- **ACTION ITEM**: Reproduce the records exactly through the line with "use mnemo_core::store::CycleTotals;".

┌─ DATA SECTION

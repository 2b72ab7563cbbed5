//! Memory status dashboard.
//!
//! Cycle totals, the last recorded cycle and the memory tier distribution.
//! Supports JSON output for programmatic use.

use std::collections::BTreeMap;

use anyhow::Result;
use chrono::Utc;
use colored::Colorize;
use mnemo_core::store::CycleTotals;
use mnemo_core::{CycleStatus, MemoryTier, SleepCycleRecord};
use serde::{Deserialize, Serialize};

use super::cycle::format_epoch;
use crate::config::Config;
use crate::engine::Engine;

/// Full status for JSON output.
#[derive(Debug, Clone, Serialize, Deserialize)]
pub struct MemoryStatus {
    pub timestamp: String,
    pub database: String,
    pub full_text_search: bool,
    pub vector_service: Option<String>,
    pub idle_detection: bool,
    pub totals: CycleTotals,
    pub last_cycle: Option<SleepCycleRecord>,
    pub memory_tiers: BTreeMap<MemoryTier, i64>,
}

pub async fn execute(json: bool, config: &Config) -> Result<()> {
    let status = gather_status(config).await?;

    if json {
        println!("{}", serde_json::to_string_pretty(&status)?);
    } else {
        print_dashboard(&status);
    }

    Ok(())
}

async fn gather_status(config: &Config) -> Result<MemoryStatus> {
    let engine = Engine::open(config)?;
    let store = &engine.store;

    Ok(MemoryStatus {
        timestamp: Utc::now().to_rfc3339(),
        database: config.database_path().display().to_string(),
        full_text_search: store.fts_available(),
        vector_service: config.vector.url.clone(),
        idle_detection: config.engine.idle.enabled,
        totals: store.cycle_totals().await?,
        last_cycle: store.last_cycle().await?,
        memory_tiers: store.memory_tier_stats(None).await?,
    })
}

fn print_dashboard(status: &MemoryStatus) {
    println!();
    println!("{}", "mnemo Memory Status".cyan().bold());
    println!("{}", "─".repeat(48));

    println!("  {} {}", "Database:".cyan().bold(), status.database);
    let fts = if status.full_text_search { "available".green() } else { "unavailable".yellow() };
    println!("  {} {}", "Keyword index:".cyan().bold(), fts);
    match &status.vector_service {
        Some(url) => println!("  {} {}", "Vector service:".cyan().bold(), url),
        None => println!("  {} {}", "Vector service:".cyan().bold(), "not configured".dimmed()),
    }
    let idle = if status.idle_detection { "enabled".green() } else { "disabled".yellow() };
    println!("  {} {}", "Idle detection:".cyan().bold(), idle);
    println!();

    println!("  {}", "Sleep Cycles".cyan().bold());
    println!("    Completed:     {}", status.totals.total_cycles);
    println!("    Supersessions: {}", status.totals.total_supersessions);
    println!("    Deprecated:    {}", status.totals.total_deprecated);
    match &status.last_cycle {
        Some(cycle) => {
            let state = match cycle.status {
                CycleStatus::Completed => cycle.status.as_str().green(),
                CycleStatus::Failed => cycle.status.as_str().red(),
                CycleStatus::Running => cycle.status.as_str().yellow(),
            };
            println!(
                "    Last:          #{} {} {} at {}",
                cycle.id,
                cycle.cycle_type,
                state,
                format_epoch(cycle.started_at_epoch)
            );
        }
        None => println!("    Last:          {}", "none".dimmed()),
    }
    println!();

    println!("  {}", "Memory Tiers".cyan().bold());
    for tier in MemoryTier::ALL {
        let count = status.memory_tiers.get(&tier).copied().unwrap_or(0);
        println!("    {:<10} {}", tier.as_str(), count);
    }
    println!();
}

└─

- **TASK SOLUTION**:
repository 2b72ab7563cbbed5
//! Memory status dashboard.
//!
//! Cycle totals, the last recorded cycle and the memory tier distribution.
//! Supports JSON output for programmatic use.

use std::collections::BTreeMap;

use anyhow::Result;
use chrono::Utc;
use colored::Colorize;
use mnemo_core::store::CycleTotals;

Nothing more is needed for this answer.